Collected data entries:
====

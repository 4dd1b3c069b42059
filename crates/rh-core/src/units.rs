// rh-core/src/units.rs

use uom::si::f64::{
    MassDensity as UomMassDensity, SpecificHeatCapacity as UomSpecificHeatCapacity,
    ThermalConductivity as UomThermalConductivity,
};

// Public canonical unit types (SI, f64)
pub type Density = UomMassDensity;
pub type SpecificHeat = UomSpecificHeatCapacity;
pub type Conductivity = UomThermalConductivity;

#[inline]
pub fn kg_per_m3(v: f64) -> Density {
    use uom::si::mass_density::kilogram_per_cubic_meter;
    Density::new::<kilogram_per_cubic_meter>(v)
}

#[inline]
pub fn j_per_kg_k(v: f64) -> SpecificHeat {
    use uom::si::specific_heat_capacity::joule_per_kilogram_kelvin;
    SpecificHeat::new::<joule_per_kilogram_kelvin>(v)
}

#[inline]
pub fn w_per_m_k(v: f64) -> Conductivity {
    use uom::si::thermal_conductivity::watt_per_meter_kelvin;
    Conductivity::new::<watt_per_meter_kelvin>(v)
}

====

Problem to work on: In the entries above, find each line that has the word "core". Copy it.

Response box:
filename crates/rh-core/src/units.rs
// rh-core/src/units.rs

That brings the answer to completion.